+++ Exercise material

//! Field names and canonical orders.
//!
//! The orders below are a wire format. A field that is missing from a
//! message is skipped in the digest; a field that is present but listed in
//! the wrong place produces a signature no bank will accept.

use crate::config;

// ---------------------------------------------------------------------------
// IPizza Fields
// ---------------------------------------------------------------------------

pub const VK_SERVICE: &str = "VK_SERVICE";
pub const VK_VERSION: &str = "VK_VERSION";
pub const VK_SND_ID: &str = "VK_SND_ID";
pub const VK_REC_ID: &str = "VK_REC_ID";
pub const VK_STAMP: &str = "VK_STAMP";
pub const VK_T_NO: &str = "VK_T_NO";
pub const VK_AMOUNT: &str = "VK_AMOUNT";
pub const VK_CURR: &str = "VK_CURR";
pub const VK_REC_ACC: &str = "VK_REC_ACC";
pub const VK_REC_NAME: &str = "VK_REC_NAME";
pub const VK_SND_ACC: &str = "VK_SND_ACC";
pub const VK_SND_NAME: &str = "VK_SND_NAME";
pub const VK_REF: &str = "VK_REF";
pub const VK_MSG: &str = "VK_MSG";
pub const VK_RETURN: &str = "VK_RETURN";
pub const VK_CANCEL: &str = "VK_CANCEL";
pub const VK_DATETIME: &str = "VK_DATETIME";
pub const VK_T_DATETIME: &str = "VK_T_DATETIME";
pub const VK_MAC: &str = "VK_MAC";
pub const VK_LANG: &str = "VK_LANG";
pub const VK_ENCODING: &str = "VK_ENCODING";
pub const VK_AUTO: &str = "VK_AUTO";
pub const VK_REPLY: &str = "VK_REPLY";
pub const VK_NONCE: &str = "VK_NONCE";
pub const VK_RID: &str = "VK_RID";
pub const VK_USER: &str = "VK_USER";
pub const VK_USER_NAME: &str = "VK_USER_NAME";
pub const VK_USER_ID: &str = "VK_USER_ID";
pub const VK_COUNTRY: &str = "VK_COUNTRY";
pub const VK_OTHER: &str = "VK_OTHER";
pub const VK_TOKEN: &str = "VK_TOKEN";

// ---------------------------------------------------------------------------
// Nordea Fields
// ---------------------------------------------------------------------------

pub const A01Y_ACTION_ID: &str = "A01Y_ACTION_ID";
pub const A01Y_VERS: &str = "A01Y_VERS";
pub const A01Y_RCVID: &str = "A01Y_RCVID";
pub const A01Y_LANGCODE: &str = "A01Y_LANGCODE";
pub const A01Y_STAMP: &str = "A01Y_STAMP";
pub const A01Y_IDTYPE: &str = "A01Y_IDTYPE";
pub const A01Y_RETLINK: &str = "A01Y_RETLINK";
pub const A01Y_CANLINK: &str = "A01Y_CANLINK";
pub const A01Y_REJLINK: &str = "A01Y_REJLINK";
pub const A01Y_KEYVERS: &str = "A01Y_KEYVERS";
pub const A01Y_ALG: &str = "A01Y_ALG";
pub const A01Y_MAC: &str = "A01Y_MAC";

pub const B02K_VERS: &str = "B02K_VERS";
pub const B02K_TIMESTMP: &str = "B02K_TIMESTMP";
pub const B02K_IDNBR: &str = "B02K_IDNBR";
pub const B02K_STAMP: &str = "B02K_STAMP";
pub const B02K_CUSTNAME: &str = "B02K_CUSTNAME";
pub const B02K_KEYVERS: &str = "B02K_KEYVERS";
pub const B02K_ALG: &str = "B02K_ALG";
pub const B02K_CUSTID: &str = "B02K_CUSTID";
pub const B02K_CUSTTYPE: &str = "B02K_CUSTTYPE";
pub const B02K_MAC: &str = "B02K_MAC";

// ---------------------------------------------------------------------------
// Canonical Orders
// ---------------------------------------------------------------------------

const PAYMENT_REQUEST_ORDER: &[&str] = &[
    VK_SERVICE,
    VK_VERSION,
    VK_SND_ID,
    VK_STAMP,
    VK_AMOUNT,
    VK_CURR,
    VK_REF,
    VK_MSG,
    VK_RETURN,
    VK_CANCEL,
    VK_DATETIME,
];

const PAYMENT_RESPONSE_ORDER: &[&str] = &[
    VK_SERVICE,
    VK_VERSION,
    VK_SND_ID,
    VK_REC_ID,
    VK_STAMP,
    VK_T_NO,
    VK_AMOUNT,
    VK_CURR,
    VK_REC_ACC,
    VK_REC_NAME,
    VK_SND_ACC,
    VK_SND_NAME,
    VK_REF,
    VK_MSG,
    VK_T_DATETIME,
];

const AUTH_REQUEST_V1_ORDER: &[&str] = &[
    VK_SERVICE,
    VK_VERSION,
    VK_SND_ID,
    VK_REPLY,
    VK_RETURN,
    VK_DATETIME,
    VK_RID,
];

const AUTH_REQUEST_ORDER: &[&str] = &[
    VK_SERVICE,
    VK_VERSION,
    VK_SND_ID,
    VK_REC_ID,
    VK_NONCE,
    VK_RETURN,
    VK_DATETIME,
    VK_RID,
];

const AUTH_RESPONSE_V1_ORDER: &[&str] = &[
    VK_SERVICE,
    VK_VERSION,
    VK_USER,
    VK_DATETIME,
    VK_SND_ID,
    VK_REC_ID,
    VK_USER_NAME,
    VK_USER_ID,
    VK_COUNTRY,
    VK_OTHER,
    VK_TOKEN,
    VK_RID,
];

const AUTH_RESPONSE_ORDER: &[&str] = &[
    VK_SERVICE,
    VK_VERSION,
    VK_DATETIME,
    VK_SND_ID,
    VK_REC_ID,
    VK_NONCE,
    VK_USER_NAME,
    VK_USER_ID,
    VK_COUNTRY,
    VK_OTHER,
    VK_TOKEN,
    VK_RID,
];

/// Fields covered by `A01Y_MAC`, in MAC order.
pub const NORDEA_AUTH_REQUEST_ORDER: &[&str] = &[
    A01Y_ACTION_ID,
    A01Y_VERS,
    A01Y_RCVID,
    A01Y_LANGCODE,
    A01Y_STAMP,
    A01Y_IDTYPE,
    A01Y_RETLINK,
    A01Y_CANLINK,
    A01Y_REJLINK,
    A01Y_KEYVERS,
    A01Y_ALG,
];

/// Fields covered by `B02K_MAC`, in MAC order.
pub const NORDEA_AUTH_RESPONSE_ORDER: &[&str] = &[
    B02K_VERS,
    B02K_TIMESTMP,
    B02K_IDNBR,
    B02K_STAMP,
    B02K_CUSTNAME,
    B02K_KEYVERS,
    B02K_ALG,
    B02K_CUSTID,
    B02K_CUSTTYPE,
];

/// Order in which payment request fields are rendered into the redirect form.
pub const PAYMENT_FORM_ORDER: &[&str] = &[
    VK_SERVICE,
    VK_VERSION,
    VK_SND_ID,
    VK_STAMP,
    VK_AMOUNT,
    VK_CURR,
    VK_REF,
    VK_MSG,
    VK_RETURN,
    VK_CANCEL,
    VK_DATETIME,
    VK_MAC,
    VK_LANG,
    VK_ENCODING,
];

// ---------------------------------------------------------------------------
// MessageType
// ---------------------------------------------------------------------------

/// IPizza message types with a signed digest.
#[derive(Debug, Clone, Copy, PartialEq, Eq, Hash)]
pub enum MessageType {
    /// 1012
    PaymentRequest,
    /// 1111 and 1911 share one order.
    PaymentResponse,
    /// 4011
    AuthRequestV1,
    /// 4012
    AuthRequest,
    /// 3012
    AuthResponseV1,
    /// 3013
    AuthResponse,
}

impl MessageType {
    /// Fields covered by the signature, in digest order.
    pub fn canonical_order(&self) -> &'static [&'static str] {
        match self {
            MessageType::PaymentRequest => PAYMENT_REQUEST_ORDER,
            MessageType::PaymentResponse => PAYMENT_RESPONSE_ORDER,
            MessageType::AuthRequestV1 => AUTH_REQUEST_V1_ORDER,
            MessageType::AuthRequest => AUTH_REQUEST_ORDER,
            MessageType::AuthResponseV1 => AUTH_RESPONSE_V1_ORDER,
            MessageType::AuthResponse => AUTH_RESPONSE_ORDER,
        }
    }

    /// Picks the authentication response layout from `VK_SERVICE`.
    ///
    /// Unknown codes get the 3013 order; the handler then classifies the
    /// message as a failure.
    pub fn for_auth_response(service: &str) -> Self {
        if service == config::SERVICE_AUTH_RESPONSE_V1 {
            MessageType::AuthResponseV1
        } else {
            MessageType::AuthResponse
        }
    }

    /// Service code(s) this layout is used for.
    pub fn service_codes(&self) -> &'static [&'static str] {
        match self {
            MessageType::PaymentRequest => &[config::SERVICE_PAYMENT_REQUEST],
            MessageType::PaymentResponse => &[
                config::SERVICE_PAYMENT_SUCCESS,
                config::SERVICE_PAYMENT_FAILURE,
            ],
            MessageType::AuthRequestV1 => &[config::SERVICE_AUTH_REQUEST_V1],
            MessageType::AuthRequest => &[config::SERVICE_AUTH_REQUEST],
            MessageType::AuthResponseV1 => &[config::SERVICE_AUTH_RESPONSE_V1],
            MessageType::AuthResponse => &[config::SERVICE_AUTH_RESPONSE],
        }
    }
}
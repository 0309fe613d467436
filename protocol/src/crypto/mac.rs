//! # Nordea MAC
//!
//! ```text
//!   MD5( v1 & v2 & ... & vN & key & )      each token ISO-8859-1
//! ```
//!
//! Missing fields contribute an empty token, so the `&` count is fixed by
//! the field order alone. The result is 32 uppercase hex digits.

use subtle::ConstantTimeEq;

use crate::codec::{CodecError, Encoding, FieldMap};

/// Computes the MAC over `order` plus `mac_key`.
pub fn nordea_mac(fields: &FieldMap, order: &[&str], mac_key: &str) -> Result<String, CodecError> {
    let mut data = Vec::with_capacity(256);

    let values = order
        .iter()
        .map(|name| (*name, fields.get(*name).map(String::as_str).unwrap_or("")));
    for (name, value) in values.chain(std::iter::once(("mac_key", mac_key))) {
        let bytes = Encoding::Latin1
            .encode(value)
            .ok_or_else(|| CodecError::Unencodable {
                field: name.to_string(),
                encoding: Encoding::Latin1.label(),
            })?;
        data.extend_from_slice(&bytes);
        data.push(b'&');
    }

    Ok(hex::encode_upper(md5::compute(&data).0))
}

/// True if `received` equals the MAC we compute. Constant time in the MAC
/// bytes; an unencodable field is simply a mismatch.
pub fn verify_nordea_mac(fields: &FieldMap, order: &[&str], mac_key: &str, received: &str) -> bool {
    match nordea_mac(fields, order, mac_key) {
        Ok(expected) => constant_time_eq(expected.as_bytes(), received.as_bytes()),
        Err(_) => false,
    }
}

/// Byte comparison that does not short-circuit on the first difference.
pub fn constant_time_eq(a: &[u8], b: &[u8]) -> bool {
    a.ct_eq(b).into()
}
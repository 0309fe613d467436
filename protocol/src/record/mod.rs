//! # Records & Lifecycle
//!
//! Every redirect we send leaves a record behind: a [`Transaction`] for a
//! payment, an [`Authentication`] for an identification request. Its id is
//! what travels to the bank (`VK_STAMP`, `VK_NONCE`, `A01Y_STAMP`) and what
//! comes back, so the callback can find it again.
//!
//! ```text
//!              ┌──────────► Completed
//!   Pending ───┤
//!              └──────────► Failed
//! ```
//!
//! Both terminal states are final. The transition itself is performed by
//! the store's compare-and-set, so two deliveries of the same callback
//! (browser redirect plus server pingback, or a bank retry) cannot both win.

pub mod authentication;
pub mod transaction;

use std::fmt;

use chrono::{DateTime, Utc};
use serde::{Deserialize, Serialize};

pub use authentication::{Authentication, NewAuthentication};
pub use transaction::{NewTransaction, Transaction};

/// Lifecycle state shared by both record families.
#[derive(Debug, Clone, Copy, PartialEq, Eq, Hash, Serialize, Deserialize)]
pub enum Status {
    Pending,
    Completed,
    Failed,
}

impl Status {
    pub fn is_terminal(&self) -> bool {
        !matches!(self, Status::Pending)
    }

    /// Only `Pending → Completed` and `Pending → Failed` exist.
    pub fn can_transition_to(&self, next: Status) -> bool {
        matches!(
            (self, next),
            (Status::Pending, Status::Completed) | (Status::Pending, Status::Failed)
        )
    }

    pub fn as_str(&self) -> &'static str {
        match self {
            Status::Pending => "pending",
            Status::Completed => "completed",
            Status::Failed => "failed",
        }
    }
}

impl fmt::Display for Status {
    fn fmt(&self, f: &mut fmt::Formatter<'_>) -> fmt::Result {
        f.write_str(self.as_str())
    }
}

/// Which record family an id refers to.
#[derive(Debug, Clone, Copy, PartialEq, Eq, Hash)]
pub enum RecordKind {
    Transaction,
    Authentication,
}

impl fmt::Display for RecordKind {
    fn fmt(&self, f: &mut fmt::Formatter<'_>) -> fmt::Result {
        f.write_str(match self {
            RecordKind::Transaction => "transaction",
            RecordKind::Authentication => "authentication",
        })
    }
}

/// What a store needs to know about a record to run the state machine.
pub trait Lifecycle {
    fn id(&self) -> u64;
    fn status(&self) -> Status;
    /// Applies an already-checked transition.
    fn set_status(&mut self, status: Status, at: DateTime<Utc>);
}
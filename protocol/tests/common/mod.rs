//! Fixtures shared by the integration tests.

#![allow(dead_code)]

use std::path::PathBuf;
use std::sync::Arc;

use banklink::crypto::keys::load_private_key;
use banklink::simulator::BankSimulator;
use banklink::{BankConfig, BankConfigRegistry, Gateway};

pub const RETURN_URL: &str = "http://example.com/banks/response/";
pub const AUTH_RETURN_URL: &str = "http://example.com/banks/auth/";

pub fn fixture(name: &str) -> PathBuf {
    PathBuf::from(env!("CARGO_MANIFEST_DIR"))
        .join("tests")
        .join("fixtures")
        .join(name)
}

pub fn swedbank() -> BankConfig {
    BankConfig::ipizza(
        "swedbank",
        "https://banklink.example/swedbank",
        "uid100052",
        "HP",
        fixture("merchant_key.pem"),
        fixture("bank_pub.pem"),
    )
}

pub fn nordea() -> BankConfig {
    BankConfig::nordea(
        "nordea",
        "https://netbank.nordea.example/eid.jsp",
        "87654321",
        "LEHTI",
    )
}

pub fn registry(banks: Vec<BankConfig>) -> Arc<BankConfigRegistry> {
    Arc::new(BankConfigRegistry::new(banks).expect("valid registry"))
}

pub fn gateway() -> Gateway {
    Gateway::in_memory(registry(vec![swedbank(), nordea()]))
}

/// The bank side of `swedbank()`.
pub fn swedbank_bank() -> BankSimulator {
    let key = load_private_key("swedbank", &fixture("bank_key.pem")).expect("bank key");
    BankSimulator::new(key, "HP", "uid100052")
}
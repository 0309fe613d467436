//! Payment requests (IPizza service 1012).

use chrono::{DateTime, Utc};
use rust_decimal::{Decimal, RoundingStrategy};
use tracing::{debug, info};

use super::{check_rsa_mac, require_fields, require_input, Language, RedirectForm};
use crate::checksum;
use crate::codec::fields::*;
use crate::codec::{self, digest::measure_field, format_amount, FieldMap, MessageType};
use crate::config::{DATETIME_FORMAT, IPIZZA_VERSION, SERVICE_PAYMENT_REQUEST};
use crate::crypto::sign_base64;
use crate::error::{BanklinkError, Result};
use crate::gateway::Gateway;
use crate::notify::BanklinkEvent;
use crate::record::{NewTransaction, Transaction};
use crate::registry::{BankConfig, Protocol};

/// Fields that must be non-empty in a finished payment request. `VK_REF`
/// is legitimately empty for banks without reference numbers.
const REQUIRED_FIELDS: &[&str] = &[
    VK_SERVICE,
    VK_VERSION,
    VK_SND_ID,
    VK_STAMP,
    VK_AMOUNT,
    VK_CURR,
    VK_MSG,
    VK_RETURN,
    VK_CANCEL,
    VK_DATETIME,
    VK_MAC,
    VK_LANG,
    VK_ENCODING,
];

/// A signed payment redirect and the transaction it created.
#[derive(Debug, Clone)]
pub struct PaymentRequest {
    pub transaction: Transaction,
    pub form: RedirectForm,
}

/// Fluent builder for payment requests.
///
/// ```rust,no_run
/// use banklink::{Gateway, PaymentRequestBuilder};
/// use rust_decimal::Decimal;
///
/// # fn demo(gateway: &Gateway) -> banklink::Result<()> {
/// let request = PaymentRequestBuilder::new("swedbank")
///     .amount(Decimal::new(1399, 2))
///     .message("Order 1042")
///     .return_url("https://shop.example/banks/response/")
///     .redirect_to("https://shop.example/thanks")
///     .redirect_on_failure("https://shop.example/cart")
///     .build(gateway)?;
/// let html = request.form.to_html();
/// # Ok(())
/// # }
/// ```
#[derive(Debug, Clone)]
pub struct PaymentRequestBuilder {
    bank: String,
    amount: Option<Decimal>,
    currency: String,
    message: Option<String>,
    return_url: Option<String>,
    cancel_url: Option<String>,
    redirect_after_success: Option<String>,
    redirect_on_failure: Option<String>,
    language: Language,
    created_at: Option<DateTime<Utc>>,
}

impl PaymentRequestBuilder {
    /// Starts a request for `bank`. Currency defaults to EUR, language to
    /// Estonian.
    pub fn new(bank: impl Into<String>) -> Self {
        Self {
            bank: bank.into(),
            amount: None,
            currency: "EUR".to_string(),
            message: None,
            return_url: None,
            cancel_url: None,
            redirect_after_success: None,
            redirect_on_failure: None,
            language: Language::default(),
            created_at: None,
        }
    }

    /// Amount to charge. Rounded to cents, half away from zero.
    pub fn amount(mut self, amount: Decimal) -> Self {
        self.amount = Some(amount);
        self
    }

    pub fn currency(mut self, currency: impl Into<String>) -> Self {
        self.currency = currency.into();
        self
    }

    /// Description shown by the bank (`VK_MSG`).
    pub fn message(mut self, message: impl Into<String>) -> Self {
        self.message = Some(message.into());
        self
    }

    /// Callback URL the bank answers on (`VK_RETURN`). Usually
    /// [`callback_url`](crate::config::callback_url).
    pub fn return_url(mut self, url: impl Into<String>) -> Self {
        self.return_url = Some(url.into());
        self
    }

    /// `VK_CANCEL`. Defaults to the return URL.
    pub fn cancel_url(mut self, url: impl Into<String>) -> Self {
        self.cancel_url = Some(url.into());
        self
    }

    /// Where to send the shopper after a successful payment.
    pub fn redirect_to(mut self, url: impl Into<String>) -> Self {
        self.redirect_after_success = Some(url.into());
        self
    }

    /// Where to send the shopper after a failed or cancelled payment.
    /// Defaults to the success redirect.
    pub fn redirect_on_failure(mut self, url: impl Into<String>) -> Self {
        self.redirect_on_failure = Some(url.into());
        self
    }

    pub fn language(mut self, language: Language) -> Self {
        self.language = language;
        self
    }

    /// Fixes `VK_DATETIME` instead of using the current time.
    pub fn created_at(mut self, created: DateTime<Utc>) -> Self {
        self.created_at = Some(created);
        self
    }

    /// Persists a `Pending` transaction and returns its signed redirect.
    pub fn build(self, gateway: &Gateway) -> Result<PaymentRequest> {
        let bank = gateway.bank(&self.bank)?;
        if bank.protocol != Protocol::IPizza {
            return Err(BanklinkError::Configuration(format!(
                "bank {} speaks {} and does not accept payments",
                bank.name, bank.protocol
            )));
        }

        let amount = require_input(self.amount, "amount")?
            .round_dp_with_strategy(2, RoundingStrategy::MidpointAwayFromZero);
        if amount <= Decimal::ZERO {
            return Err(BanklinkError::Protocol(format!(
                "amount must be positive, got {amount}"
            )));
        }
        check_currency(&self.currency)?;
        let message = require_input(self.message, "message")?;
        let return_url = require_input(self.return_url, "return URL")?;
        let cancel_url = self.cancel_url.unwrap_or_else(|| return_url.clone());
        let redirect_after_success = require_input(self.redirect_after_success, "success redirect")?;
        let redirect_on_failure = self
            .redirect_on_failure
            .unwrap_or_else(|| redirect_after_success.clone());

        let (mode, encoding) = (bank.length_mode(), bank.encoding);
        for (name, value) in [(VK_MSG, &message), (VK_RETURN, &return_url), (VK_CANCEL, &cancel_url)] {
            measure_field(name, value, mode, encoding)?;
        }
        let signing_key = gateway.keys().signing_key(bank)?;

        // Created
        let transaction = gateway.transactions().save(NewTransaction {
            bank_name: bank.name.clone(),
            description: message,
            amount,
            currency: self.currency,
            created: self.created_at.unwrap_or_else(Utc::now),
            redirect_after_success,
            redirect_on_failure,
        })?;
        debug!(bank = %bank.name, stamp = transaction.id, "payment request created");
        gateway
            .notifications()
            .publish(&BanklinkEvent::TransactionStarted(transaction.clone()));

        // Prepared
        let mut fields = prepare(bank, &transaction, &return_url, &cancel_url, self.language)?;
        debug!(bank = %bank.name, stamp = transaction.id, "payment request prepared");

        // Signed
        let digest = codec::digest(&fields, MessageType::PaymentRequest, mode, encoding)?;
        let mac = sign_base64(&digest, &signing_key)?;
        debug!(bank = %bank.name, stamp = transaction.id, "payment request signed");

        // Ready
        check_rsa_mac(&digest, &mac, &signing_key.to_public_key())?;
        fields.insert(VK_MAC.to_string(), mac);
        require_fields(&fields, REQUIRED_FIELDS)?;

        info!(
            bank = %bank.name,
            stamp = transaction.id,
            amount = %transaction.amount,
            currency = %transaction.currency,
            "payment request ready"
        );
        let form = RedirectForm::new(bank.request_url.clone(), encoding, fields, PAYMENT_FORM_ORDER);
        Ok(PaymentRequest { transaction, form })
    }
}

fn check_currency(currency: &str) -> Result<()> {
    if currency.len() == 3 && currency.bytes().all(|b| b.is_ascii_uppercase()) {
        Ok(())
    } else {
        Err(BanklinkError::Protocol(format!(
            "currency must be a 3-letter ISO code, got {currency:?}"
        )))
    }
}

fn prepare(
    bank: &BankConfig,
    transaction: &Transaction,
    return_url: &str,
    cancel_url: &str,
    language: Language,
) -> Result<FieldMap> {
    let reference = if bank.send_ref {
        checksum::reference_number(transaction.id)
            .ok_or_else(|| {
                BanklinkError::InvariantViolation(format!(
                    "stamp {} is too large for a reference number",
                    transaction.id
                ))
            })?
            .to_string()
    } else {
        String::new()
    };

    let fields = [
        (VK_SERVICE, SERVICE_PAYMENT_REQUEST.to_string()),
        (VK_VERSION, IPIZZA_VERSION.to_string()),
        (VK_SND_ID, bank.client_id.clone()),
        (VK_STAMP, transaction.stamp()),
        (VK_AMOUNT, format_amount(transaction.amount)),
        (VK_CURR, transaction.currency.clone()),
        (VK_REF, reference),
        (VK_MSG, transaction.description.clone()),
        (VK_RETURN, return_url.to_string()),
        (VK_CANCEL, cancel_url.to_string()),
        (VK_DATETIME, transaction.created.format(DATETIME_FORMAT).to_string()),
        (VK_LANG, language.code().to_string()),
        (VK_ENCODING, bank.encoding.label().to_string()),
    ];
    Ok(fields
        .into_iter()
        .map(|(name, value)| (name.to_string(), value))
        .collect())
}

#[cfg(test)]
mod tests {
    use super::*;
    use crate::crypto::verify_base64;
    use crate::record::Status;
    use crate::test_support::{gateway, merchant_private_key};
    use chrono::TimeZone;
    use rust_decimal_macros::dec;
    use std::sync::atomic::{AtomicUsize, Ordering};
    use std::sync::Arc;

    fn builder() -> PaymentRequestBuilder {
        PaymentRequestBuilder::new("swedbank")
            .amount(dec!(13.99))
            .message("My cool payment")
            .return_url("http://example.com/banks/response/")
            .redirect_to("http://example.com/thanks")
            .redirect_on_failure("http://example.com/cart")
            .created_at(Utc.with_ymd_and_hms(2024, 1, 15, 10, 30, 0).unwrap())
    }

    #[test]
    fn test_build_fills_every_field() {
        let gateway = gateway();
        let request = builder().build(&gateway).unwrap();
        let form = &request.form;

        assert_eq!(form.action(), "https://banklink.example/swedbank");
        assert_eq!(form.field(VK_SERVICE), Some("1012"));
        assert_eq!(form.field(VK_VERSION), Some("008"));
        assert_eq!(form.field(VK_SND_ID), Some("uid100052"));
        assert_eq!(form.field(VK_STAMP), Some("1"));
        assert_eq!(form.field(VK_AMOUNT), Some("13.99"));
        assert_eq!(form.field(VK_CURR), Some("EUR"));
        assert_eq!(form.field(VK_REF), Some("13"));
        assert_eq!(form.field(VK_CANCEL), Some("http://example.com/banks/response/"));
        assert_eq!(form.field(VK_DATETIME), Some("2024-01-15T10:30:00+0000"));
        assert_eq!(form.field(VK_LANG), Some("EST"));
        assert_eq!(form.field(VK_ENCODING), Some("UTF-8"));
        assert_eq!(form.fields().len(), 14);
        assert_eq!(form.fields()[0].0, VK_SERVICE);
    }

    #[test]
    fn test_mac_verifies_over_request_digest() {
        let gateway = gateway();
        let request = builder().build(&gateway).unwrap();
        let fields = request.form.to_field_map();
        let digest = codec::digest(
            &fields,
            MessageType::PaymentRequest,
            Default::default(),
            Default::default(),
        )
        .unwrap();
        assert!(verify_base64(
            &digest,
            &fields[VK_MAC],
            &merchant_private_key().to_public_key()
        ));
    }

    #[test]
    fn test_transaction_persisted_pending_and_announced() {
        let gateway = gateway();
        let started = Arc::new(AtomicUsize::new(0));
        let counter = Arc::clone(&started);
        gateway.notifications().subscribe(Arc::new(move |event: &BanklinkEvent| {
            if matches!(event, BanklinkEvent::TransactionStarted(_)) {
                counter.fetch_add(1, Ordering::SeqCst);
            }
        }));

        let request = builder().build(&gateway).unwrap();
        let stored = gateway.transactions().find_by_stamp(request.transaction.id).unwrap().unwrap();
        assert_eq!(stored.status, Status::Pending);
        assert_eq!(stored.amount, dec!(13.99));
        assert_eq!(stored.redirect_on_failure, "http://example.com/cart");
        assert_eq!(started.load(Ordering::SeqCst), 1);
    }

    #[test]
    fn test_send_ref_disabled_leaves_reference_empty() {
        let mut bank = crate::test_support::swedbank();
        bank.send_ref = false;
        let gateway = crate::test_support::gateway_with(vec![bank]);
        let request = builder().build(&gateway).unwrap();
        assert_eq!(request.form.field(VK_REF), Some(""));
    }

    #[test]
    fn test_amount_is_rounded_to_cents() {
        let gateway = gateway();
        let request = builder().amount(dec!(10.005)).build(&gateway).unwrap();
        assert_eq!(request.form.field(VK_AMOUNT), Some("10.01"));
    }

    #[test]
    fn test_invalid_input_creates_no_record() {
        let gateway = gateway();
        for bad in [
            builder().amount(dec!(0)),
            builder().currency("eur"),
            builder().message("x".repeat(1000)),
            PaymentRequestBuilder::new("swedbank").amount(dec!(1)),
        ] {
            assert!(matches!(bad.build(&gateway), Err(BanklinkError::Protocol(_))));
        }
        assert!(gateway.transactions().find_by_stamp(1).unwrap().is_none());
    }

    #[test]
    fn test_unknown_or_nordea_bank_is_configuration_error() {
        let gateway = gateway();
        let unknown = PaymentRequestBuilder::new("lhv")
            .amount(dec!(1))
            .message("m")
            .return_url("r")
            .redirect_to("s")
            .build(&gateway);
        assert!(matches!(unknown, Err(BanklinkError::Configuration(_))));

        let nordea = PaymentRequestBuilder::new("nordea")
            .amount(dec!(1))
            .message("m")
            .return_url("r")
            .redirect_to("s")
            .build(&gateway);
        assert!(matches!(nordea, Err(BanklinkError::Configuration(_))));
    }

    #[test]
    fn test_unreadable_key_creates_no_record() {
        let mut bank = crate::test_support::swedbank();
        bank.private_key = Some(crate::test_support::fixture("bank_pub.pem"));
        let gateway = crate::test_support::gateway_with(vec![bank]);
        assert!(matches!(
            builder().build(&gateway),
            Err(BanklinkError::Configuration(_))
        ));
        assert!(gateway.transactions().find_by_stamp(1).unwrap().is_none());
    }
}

++++++

*Aim of the task*.
Return each line from the entries above that includes "covered".

*Result of the exercise*.
/// Fields covered by `A01Y_MAC`, in MAC order.
/// Fields covered by `B02K_MAC`, in MAC order.
    /// Fields covered by the signature, in digest order.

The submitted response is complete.